WHAT TO PRODUCE. Among the entries, which lines carry the string "extends"? Copy each of them.

━━━━━━━━━━━━━━━━

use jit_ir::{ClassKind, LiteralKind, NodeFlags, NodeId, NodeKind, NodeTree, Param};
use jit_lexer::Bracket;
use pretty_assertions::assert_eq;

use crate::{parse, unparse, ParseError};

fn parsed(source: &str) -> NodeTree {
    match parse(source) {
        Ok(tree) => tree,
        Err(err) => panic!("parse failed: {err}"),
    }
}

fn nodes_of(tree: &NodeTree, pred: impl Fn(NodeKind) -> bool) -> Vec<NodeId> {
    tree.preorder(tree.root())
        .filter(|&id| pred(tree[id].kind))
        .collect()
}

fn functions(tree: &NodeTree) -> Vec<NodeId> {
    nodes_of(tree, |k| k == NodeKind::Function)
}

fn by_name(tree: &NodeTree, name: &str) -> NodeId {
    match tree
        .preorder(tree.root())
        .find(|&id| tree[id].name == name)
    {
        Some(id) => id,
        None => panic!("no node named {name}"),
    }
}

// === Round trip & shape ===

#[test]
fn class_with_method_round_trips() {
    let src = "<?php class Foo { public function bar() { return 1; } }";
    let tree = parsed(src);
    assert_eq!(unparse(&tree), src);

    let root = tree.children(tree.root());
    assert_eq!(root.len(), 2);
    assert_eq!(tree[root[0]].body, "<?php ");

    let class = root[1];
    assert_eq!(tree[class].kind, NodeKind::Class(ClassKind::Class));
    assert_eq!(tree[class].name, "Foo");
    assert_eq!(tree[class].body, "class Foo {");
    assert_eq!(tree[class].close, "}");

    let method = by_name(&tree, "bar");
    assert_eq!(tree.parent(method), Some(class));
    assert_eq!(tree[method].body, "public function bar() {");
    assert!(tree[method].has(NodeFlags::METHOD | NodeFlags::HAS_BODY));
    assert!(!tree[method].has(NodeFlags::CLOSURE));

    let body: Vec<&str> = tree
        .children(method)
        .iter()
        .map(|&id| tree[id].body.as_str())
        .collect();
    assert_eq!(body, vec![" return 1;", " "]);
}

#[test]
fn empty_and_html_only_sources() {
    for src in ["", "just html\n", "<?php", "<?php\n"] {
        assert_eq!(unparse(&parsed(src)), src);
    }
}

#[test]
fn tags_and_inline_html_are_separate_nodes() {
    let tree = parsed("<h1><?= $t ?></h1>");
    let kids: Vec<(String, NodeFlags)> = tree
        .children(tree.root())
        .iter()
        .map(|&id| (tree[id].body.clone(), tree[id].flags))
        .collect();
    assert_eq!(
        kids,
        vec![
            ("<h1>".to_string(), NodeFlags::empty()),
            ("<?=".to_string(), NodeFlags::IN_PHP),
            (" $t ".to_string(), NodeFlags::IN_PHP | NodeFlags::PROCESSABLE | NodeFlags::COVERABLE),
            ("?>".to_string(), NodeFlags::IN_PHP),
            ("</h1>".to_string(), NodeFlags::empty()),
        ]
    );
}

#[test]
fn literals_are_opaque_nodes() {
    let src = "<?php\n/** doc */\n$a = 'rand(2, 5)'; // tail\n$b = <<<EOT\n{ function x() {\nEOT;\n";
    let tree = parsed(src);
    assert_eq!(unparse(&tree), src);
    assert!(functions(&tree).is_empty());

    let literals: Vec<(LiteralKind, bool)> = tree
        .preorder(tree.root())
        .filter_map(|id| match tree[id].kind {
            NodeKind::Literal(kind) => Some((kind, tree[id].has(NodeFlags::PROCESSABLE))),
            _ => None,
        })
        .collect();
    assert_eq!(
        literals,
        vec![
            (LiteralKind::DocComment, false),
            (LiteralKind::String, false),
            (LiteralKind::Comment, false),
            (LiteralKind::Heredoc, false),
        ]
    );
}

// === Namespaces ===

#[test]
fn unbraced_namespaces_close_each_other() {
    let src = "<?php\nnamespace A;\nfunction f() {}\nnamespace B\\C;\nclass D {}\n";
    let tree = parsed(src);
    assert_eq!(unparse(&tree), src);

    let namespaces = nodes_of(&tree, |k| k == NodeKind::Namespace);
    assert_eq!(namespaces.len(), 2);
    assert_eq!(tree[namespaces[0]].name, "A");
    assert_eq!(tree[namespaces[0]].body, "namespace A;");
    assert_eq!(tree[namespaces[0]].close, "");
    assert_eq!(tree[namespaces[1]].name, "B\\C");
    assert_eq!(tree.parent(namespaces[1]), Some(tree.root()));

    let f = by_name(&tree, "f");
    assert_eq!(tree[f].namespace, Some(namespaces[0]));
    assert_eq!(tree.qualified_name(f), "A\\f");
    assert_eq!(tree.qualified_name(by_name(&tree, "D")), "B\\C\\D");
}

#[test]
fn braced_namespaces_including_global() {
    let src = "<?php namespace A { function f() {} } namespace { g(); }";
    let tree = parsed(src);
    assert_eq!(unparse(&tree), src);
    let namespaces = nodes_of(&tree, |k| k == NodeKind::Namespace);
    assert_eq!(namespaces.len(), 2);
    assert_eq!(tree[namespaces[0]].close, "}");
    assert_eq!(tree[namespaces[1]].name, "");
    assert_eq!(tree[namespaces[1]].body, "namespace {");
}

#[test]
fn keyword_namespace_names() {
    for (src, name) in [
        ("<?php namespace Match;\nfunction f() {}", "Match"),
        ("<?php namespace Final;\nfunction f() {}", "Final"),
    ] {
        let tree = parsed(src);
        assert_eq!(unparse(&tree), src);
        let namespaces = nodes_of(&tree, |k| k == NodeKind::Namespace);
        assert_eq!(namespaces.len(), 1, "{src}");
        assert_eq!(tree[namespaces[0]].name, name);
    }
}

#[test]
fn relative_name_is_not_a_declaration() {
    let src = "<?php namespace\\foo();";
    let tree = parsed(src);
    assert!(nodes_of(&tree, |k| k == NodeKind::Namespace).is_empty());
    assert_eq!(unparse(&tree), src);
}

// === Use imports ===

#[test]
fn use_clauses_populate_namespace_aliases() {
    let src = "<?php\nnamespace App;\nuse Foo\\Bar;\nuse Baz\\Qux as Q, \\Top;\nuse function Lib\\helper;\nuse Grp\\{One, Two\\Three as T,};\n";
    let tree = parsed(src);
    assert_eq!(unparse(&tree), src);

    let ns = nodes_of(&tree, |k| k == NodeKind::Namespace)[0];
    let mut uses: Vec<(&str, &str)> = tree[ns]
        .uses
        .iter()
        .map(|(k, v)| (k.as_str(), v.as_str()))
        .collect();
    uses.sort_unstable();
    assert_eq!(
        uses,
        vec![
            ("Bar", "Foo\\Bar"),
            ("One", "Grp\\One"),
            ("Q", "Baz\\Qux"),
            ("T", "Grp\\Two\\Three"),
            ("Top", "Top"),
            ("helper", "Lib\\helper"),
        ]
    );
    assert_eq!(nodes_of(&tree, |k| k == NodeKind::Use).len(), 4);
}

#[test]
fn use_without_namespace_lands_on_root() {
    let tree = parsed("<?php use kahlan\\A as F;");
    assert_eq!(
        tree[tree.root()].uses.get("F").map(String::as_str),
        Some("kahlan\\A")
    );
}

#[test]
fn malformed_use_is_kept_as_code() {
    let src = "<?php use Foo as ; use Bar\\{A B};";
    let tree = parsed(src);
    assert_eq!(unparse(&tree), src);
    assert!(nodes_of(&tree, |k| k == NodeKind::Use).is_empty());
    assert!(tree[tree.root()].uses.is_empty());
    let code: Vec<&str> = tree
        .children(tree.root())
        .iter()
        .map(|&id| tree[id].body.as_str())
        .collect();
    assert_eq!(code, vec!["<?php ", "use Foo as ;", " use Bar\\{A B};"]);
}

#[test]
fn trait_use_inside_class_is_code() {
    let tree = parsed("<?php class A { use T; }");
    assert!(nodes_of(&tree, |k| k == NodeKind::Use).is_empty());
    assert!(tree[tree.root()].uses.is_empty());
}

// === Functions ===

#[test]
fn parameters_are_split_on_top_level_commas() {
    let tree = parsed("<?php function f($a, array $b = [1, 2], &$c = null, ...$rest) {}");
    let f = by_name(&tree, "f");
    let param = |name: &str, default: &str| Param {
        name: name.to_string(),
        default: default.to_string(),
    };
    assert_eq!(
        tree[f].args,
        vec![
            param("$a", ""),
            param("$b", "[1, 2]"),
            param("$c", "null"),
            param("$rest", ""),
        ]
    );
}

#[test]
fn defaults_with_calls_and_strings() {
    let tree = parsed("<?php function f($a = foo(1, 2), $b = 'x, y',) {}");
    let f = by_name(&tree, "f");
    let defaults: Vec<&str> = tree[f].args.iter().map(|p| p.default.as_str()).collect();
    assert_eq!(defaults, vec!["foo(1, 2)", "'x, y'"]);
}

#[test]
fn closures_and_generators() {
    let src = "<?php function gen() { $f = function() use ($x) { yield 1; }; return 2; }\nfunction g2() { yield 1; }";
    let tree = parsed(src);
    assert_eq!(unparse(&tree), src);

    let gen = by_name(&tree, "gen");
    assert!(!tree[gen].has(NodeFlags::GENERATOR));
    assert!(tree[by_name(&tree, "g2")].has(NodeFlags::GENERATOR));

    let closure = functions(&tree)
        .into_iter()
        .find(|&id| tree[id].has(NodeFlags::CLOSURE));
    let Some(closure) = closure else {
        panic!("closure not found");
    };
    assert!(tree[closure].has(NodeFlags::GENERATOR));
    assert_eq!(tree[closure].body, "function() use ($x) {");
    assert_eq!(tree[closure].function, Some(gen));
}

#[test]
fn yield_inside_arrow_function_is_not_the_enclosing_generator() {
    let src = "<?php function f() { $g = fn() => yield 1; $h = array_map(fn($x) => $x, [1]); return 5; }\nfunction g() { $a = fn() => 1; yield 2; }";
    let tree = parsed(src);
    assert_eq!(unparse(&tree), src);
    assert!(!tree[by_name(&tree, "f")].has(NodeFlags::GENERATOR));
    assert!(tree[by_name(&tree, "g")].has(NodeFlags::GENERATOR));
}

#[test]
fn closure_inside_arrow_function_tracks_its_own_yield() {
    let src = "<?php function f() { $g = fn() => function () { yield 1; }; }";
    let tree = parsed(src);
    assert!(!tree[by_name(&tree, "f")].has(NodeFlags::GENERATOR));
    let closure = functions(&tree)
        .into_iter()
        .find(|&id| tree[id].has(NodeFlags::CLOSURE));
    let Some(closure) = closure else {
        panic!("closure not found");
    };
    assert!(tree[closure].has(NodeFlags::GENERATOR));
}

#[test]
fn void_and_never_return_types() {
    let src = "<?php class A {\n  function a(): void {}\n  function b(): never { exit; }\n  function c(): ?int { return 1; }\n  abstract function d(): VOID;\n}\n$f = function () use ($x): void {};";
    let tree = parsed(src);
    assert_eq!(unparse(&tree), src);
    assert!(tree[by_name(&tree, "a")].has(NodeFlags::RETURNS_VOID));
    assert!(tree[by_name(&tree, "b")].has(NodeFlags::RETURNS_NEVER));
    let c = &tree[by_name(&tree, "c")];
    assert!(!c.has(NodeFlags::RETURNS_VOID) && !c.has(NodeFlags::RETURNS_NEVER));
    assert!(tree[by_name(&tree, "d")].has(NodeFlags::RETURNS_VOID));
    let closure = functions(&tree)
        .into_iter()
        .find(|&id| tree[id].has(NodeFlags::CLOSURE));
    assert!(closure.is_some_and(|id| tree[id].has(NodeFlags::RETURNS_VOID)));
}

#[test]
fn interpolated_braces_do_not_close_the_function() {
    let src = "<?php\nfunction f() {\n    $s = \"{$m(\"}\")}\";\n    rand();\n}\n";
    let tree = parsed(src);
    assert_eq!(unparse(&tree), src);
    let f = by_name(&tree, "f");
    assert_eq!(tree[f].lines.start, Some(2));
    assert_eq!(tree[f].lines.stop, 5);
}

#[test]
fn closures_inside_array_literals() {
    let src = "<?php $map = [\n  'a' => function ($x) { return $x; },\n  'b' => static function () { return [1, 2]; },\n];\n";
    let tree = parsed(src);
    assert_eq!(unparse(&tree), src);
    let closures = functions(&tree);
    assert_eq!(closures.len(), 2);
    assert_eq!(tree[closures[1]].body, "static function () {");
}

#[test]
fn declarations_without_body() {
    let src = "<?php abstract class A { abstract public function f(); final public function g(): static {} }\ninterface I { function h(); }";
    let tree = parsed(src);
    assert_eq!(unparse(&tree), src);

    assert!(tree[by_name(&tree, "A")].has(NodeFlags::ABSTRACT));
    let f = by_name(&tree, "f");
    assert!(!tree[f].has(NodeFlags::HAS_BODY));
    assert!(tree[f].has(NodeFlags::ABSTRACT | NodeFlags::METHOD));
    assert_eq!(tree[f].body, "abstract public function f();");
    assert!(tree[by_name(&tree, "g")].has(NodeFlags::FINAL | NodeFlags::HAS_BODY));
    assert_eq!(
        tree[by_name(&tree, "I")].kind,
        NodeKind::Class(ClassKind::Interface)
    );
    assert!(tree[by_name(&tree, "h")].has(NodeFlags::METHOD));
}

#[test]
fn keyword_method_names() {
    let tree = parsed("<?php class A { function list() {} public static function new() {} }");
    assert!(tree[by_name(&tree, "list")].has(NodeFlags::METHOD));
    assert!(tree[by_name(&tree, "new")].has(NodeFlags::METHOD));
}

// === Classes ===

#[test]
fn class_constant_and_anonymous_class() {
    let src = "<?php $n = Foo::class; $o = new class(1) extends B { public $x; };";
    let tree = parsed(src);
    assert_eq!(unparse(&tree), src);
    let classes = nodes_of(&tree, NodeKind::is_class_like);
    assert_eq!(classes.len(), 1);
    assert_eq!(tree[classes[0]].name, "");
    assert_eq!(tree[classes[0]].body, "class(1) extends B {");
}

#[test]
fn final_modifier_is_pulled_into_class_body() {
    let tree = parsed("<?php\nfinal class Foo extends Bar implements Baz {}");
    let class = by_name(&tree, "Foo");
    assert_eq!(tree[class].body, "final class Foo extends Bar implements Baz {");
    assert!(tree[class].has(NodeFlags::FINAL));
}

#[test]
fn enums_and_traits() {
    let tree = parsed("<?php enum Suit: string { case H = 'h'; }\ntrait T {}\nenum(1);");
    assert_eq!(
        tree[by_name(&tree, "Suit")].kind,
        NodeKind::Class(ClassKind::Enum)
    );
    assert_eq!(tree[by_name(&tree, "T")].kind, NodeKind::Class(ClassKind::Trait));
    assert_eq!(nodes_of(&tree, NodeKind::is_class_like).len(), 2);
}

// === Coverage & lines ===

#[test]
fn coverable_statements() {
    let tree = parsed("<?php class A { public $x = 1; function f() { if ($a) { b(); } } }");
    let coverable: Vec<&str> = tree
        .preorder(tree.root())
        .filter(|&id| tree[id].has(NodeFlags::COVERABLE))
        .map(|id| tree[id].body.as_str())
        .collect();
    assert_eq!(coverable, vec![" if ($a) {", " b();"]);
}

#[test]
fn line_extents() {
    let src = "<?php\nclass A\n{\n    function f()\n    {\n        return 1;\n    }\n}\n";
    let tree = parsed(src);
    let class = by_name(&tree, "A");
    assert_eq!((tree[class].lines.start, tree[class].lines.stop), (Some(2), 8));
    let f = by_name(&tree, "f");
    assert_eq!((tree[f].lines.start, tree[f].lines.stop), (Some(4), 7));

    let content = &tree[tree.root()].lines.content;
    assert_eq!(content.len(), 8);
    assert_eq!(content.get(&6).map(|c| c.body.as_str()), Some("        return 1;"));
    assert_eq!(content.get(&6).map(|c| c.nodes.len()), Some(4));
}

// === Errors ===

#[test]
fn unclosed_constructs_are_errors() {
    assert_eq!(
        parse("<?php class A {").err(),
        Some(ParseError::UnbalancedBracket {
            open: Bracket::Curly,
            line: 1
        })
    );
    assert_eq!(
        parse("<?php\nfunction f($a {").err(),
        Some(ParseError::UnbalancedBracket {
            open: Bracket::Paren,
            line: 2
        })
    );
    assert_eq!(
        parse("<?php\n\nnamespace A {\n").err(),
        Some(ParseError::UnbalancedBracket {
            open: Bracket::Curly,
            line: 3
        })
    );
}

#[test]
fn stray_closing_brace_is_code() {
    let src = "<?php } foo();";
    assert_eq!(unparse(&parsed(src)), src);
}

━━━━━━━━━━━━━━━━

YOUR SOLUTION.
    let src = "<?php $n = Foo::class; $o = new class(1) extends B { public $x; };";
    assert_eq!(tree[classes[0]].body, "class(1) extends B {");
    let tree = parsed("<?php\nfinal class Foo extends Bar implements Baz {}");
    assert_eq!(tree[class].body, "final class Foo extends Bar implements Baz {");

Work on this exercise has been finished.